Source records
=== Section Start ===
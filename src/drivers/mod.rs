// TWatch - Peripheral drivers
//
// The traits are what the rest of the firmware uses; the ESP-IDF
// implementations only exist when building for the watch.

use std::time::Duration;

#[cfg(target_os = "espidf")]
pub mod backlight;
#[cfg(target_os = "espidf")]
pub mod bma423;
#[cfg(target_os = "espidf")]
pub mod haptic;
#[cfg(target_os = "espidf")]
pub mod storage;

/// Vibration motor.
pub trait Vibrate {
    /// Vibrate for `duration`. With `blocking` the call returns after the
    /// motor stopped, otherwise immediately.
    fn vibrate(&mut self, duration: Duration, blocking: bool);
}

/// Display backlight, 0 = off.
pub trait Backlight {
    fn brightness(&self) -> u8;
    fn set_brightness(&mut self, level: u8);
}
=== Section End ===
> _EXERCISE BRIEF_
Where a line in the entries holds the word "drivers", copy that line.

> _RESULT OF THE EXERCISE_
filename src/drivers/mod.rs
// TWatch - Peripheral drivers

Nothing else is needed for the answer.